◆ Exercise input
BEGIN
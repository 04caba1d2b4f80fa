use clap::Parser;
use std::path::PathBuf;
use taskforce::cli::commands::agent::AgentCommands;
use taskforce::cli::commands::task::TaskCommands;
use taskforce::cli::{Cli, Commands};
use uuid::Uuid;

#[test]
fn test_parse_serve_flags() {
    let cli =
        Cli::try_parse_from(["taskforce", "serve", "--events", "--skip-startup-recovery"]).unwrap();

    match cli.command {
        Commands::Serve(args) => {
            assert!(args.events);
            assert!(args.skip_startup_recovery);
        }
        _ => panic!("Wrong top-level command"),
    }
}

#[test]
fn test_global_flags_after_subcommand() {
    let cli = Cli::try_parse_from(["taskforce", "sweep", "--json", "-c", "/tmp/tf.yaml"]).unwrap();

    assert!(matches!(cli.command, Commands::Sweep));
    assert!(cli.json);
    assert_eq!(cli.config, Some(PathBuf::from("/tmp/tf.yaml")));
}

#[test]
fn test_parse_task_list_filters() {
    let cli = Cli::try_parse_from([
        "taskforce",
        "task",
        "list",
        "--status",
        "in_progress",
        "-d",
        "qa",
    ])
    .unwrap();

    match cli.command {
        Commands::Task(args) => match args.command {
            TaskCommands::List {
                status,
                department,
                limit,
            } => {
                assert_eq!(status.as_deref(), Some("in_progress"));
                assert_eq!(department.as_deref(), Some("qa"));
                assert_eq!(limit, 50);
            }
            _ => panic!("Wrong task command"),
        },
        _ => panic!("Wrong top-level command"),
    }
}

#[test]
fn test_parse_task_controls() {
    let id = Uuid::new_v4();
    let id_arg = id.to_string();

    for verb in ["pause", "cancel", "resume"] {
        let cli = Cli::try_parse_from(["taskforce", "task", verb, id_arg.as_str()]).unwrap();
        let Commands::Task(args) = cli.command else {
            panic!("Wrong top-level command");
        };
        let parsed = match args.command {
            TaskCommands::Pause { task_id }
            | TaskCommands::Cancel { task_id }
            | TaskCommands::Resume { task_id } => task_id,
            _ => panic!("Wrong task command for {verb}"),
        };
        assert_eq!(parsed, id);
    }
}

#[test]
fn test_task_show_requires_valid_id() {
    assert!(Cli::try_parse_from(["taskforce", "task", "show", "not-a-uuid"]).is_err());

    let id = Uuid::new_v4().to_string();
    let cli =
        Cli::try_parse_from(["taskforce", "task", "show", id.as_str(), "--logs", "5"]).unwrap();
    match cli.command {
        Commands::Task(args) => match args.command {
            TaskCommands::Show { logs, .. } => assert_eq!(logs, 5),
            _ => panic!("Wrong task command"),
        },
        _ => panic!("Wrong top-level command"),
    }
}

#[test]
fn test_parse_reconcile_and_agents() {
    let id = Uuid::new_v4();
    let id_arg = id.to_string();
    let cli = Cli::try_parse_from(["taskforce", "reconcile", "--task", id_arg.as_str()]).unwrap();
    match cli.command {
        Commands::Reconcile(args) => assert_eq!(args.task, Some(id)),
        _ => panic!("Wrong top-level command"),
    }

    let cli = Cli::try_parse_from(["taskforce", "agent", "list", "--role", "team_leader"]).unwrap();
    match cli.command {
        Commands::Agent(args) => match args.command {
            AgentCommands::List { role, department, .. } => {
                assert_eq!(role.as_deref(), Some("team_leader"));
                assert!(department.is_none());
            }
        },
        _ => panic!("Wrong top-level command"),
    }
}

#[test]
fn test_init_force_and_unknown_command() {
    let cli = Cli::try_parse_from(["taskforce", "init", "--force"]).unwrap();
    match cli.command {
        Commands::Init(args) => assert!(args.force),
        _ => panic!("Wrong top-level command"),
    }

    assert!(Cli::try_parse_from(["taskforce", "launch", "now"]).is_err());
}
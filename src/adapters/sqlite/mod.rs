//! SQLite adapters for the taskforce store of record.

pub mod agent_repository;
pub mod audit_repository;
pub mod connection;
pub mod department_repository;
pub mod directive_receipt_repository;
pub mod migrations;
pub mod subtask_repository;
pub mod task_log_repository;
pub mod task_repository;

pub use agent_repository::SqliteAgentRepository;
pub use audit_repository::SqliteAuditRepository;
pub use connection::{create_pool, create_test_pool, verify_connection, ConnectionError, PoolConfig};
pub use department_repository::SqliteDepartmentRepository;
pub use directive_receipt_repository::SqliteDirectiveReceiptRepository;
pub use migrations::{all_embedded_migrations, Migration, MigrationError, Migrator};
pub use subtask_repository::SqliteSubtaskRepository;
pub use task_log_repository::SqliteTaskLogRepository;
pub use task_repository::SqliteTaskRepository;

use chrono::{DateTime, Utc};
use sqlx::SqlitePool;
use uuid::Uuid;

use crate::domain::errors::{DomainError, DomainResult};

/// Parse a UUID string from a SQLite row field.
pub fn parse_uuid(s: &str) -> DomainResult<Uuid> {
    Uuid::parse_str(s).map_err(|e| DomainError::SerializationError(e.to_string()))
}

/// Parse an optional UUID string from a SQLite row field.
pub fn parse_optional_uuid(s: Option<String>) -> DomainResult<Option<Uuid>> {
    s.map(|s| Uuid::parse_str(&s))
        .transpose()
        .map_err(|e| DomainError::SerializationError(e.to_string()))
}

/// Parse an RFC3339 datetime string from a SQLite row field.
pub fn parse_datetime(s: &str) -> DomainResult<DateTime<Utc>> {
    DateTime::parse_from_rfc3339(s)
        .map_err(|e| DomainError::SerializationError(e.to_string()))
        .map(|dt| dt.with_timezone(&Utc))
}

/// Parse an optional RFC3339 datetime string from a SQLite row field.
pub fn parse_optional_datetime(s: Option<String>) -> DomainResult<Option<DateTime<Utc>>> {
    s.map(|s| DateTime::parse_from_rfc3339(&s).map(|d| d.with_timezone(&Utc)))
        .transpose()
        .map_err(|e| DomainError::SerializationError(e.to_string()))
}

/// Parse a JSON column, falling back to the type's default when NULL.
pub fn parse_json_or_default<T: serde::de::DeserializeOwned + Default>(
    s: Option<String>,
) -> DomainResult<T> {
    s.map(|s| serde_json::from_str(&s))
        .transpose()
        .map_err(|e| DomainError::SerializationError(e.to_string()))
        .map(Option::unwrap_or_default)
}

/// Parse a nullable JSON column.
pub fn parse_optional_json<T: serde::de::DeserializeOwned>(
    s: Option<String>,
) -> DomainResult<Option<T>> {
    s.map(|s| serde_json::from_str(&s))
        .transpose()
        .map_err(|e| DomainError::SerializationError(e.to_string()))
}

#[derive(Debug, thiserror::Error)]
pub enum DatabaseError {
    #[error("Connection error: {0}")]
    Connection(#[from] ConnectionError),
    #[error("Migration error: {0}")]
    Migration(#[from] MigrationError),
    #[error("Query error: {0}")]
    Query(#[from] sqlx::Error),
}

/// Open (creating if needed) and migrate the database at `database_url`.
pub async fn initialize_database(
    database_url: &str,
    config: Option<PoolConfig>,
) -> Result<SqlitePool, DatabaseError> {
    let pool = create_pool(database_url, config).await?;
    let migrator = Migrator::new(pool.clone());
    migrator.run_embedded_migrations(all_embedded_migrations()).await?;
    Ok(pool)
}

/// Create an in-memory test pool with all migrations applied.
pub async fn create_migrated_test_pool() -> Result<SqlitePool, DatabaseError> {
    let pool = create_test_pool().await?;
    let migrator = Migrator::new(pool.clone());
    migrator.run_embedded_migrations(all_embedded_migrations()).await?;
    Ok(pool)
}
END
◆ Exercise goal
Could you reproduce every record exactly as written?

◆ Answer box
repository 04caba1d2b4f80fa
use clap::Parser;
use std::path::PathBuf;
use taskforce::cli::commands::agent::AgentCommands;
use taskforce::cli::commands::task::TaskCommands;
use taskforce::cli::{Cli, Commands};
use uuid::Uuid;

#[test]
fn test_parse_serve_flags() {
    let cli =
        Cli::try_parse_from(["taskforce", "serve", "--events", "--skip-startup-recovery"]).unwrap();

    match cli.command {
        Commands::Serve(args) => {
            assert!(args.events);
            assert!(args.skip_startup_recovery);
        }
        _ => panic!("Wrong top-level command"),
    }
}

#[test]
fn test_global_flags_after_subcommand() {
    let cli = Cli::try_parse_from(["taskforce", "sweep", "--json", "-c", "/tmp/tf.yaml"]).unwrap();

    assert!(matches!(cli.command, Commands::Sweep));
    assert!(cli.json);
    assert_eq!(cli.config, Some(PathBuf::from("/tmp/tf.yaml")));
}

#[test]
fn test_parse_task_list_filters() {
    let cli = Cli::try_parse_from([
        "taskforce",
        "task",
        "list",
        "--status",
        "in_progress",
        "-d",
        "qa",
    ])
    .unwrap();

    match cli.command {
        Commands::Task(args) => match args.command {
            TaskCommands::List {
                status,
                department,
                limit,
            } => {
                assert_eq!(status.as_deref(), Some("in_progress"));
                assert_eq!(department.as_deref(), Some("qa"));
                assert_eq!(limit, 50);
            }
            _ => panic!("Wrong task command"),
        },
        _ => panic!("Wrong top-level command"),
    }
}

#[test]
fn test_parse_task_controls() {
    let id = Uuid::new_v4();
    let id_arg = id.to_string();

    for verb in ["pause", "cancel", "resume"] {
        let cli = Cli::try_parse_from(["taskforce", "task", verb, id_arg.as_str()]).unwrap();
        let Commands::Task(args) = cli.command else {
            panic!("Wrong top-level command");
        };
        let parsed = match args.command {
            TaskCommands::Pause { task_id }
            | TaskCommands::Cancel { task_id }
            | TaskCommands::Resume { task_id } => task_id,
            _ => panic!("Wrong task command for {verb}"),
        };
        assert_eq!(parsed, id);
    }
}

#[test]
fn test_task_show_requires_valid_id() {
    assert!(Cli::try_parse_from(["taskforce", "task", "show", "not-a-uuid"]).is_err());

    let id = Uuid::new_v4().to_string();
    let cli =
        Cli::try_parse_from(["taskforce", "task", "show", id.as_str(), "--logs", "5"]).unwrap();
    match cli.command {
        Commands::Task(args) => match args.command {
            TaskCommands::Show { logs, .. } => assert_eq!(logs, 5),
            _ => panic!("Wrong task command"),
        },
        _ => panic!("Wrong top-level command"),
    }
}

#[test]
fn test_parse_reconcile_and_agents() {
    let id = Uuid::new_v4();
    let id_arg = id.to_string();
    let cli = Cli::try_parse_from(["taskforce", "reconcile", "--task", id_arg.as_str()]).unwrap();
    match cli.command {
        Commands::Reconcile(args) => assert_eq!(args.task, Some(id)),
        _ => panic!("Wrong top-level command"),
    }

    let cli = Cli::try_parse_from(["taskforce", "agent", "list", "--role", "team_leader"]).unwrap();
    match cli.command {
        Commands::Agent(args) => match args.command {
            AgentCommands::List { role, department, .. } => {
                assert_eq!(role.as_deref(), Some("team_leader"));
                assert!(department.is_none());
            }
        },
        _ => panic!("Wrong top-level command"),
    }
}

#[test]
fn test_init_force_and_unknown_command() {
    let cli = Cli::try_parse_from(["taskforce", "init", "--force"]).unwrap();
    match cli.command {
        Commands::Init(args) => assert!(args.force),
        _ => panic!("Wrong top-level command"),
    }

    assert!(Cli::try_parse_from(["taskforce", "launch", "now"]).is_err());
}
filename src/adapters/sqlite/mod.rs
//! SQLite adapters for the taskforce store of record.

pub mod agent_repository;
pub mod audit_repository;
pub mod connection;
pub mod department_repository;
pub mod directive_receipt_repository;
pub mod migrations;
pub mod subtask_repository;
pub mod task_log_repository;
pub mod task_repository;

pub use agent_repository::SqliteAgentRepository;
pub use audit_repository::SqliteAuditRepository;
pub use connection::{create_pool, create_test_pool, verify_connection, ConnectionError, PoolConfig};
pub use department_repository::SqliteDepartmentRepository;
pub use directive_receipt_repository::SqliteDirectiveReceiptRepository;
pub use migrations::{all_embedded_migrations, Migration, MigrationError, Migrator};
pub use subtask_repository::SqliteSubtaskRepository;
pub use task_log_repository::SqliteTaskLogRepository;
pub use task_repository::SqliteTaskRepository;

use chrono::{DateTime, Utc};
use sqlx::SqlitePool;
use uuid::Uuid;

use crate::domain::errors::{DomainError, DomainResult};

/// Parse a UUID string from a SQLite row field.
pub fn parse_uuid(s: &str) -> DomainResult<Uuid> {
    Uuid::parse_str(s).map_err(|e| DomainError::SerializationError(e.to_string()))
}

/// Parse an optional UUID string from a SQLite row field.
pub fn parse_optional_uuid(s: Option<String>) -> DomainResult<Option<Uuid>> {
    s.map(|s| Uuid::parse_str(&s))
        .transpose()
        .map_err(|e| DomainError::SerializationError(e.to_string()))
}

/// Parse an RFC3339 datetime string from a SQLite row field.
pub fn parse_datetime(s: &str) -> DomainResult<DateTime<Utc>> {
    DateTime::parse_from_rfc3339(s)
        .map_err(|e| DomainError::SerializationError(e.to_string()))
        .map(|dt| dt.with_timezone(&Utc))
}

/// Parse an optional RFC3339 datetime string from a SQLite row field.
pub fn parse_optional_datetime(s: Option<String>) -> DomainResult<Option<DateTime<Utc>>> {
    s.map(|s| DateTime::parse_from_rfc3339(&s).map(|d| d.with_timezone(&Utc)))
        .transpose()
        .map_err(|e| DomainError::SerializationError(e.to_string()))
}

/// Parse a JSON column, falling back to the type's default when NULL.
pub fn parse_json_or_default<T: serde::de::DeserializeOwned + Default>(
    s: Option<String>,
) -> DomainResult<T> {
    s.map(|s| serde_json::from_str(&s))
        .transpose()
        .map_err(|e| DomainError::SerializationError(e.to_string()))
        .map(Option::unwrap_or_default)
}

/// Parse a nullable JSON column.
pub fn parse_optional_json<T: serde::de::DeserializeOwned>(
    s: Option<String>,
) -> DomainResult<Option<T>> {
    s.map(|s| serde_json::from_str(&s))
        .transpose()
        .map_err(|e| DomainError::SerializationError(e.to_string()))
}

#[derive(Debug, thiserror::Error)]
pub enum DatabaseError {
    #[error("Connection error: {0}")]
    Connection(#[from] ConnectionError),
    #[error("Migration error: {0}")]
    Migration(#[from] MigrationError),
    #[error("Query error: {0}")]
    Query(#[from] sqlx::Error),
}

/// Open (creating if needed) and migrate the database at `database_url`.
pub async fn initialize_database(
    database_url: &str,
    config: Option<PoolConfig>,
) -> Result<SqlitePool, DatabaseError> {
    let pool = create_pool(database_url, config).await?;
    let migrator = Migrator::new(pool.clone());
    migrator.run_embedded_migrations(all_embedded_migrations()).await?;
    Ok(pool)
}

/// Create an in-memory test pool with all migrations applied.
pub async fn create_migrated_test_pool() -> Result<SqlitePool, DatabaseError> {
    let pool = create_test_pool().await?;
    let migrator = Migrator::new(pool.clone());
    migrator.run_embedded_migrations(all_embedded_migrations()).await?;
    Ok(pool)
}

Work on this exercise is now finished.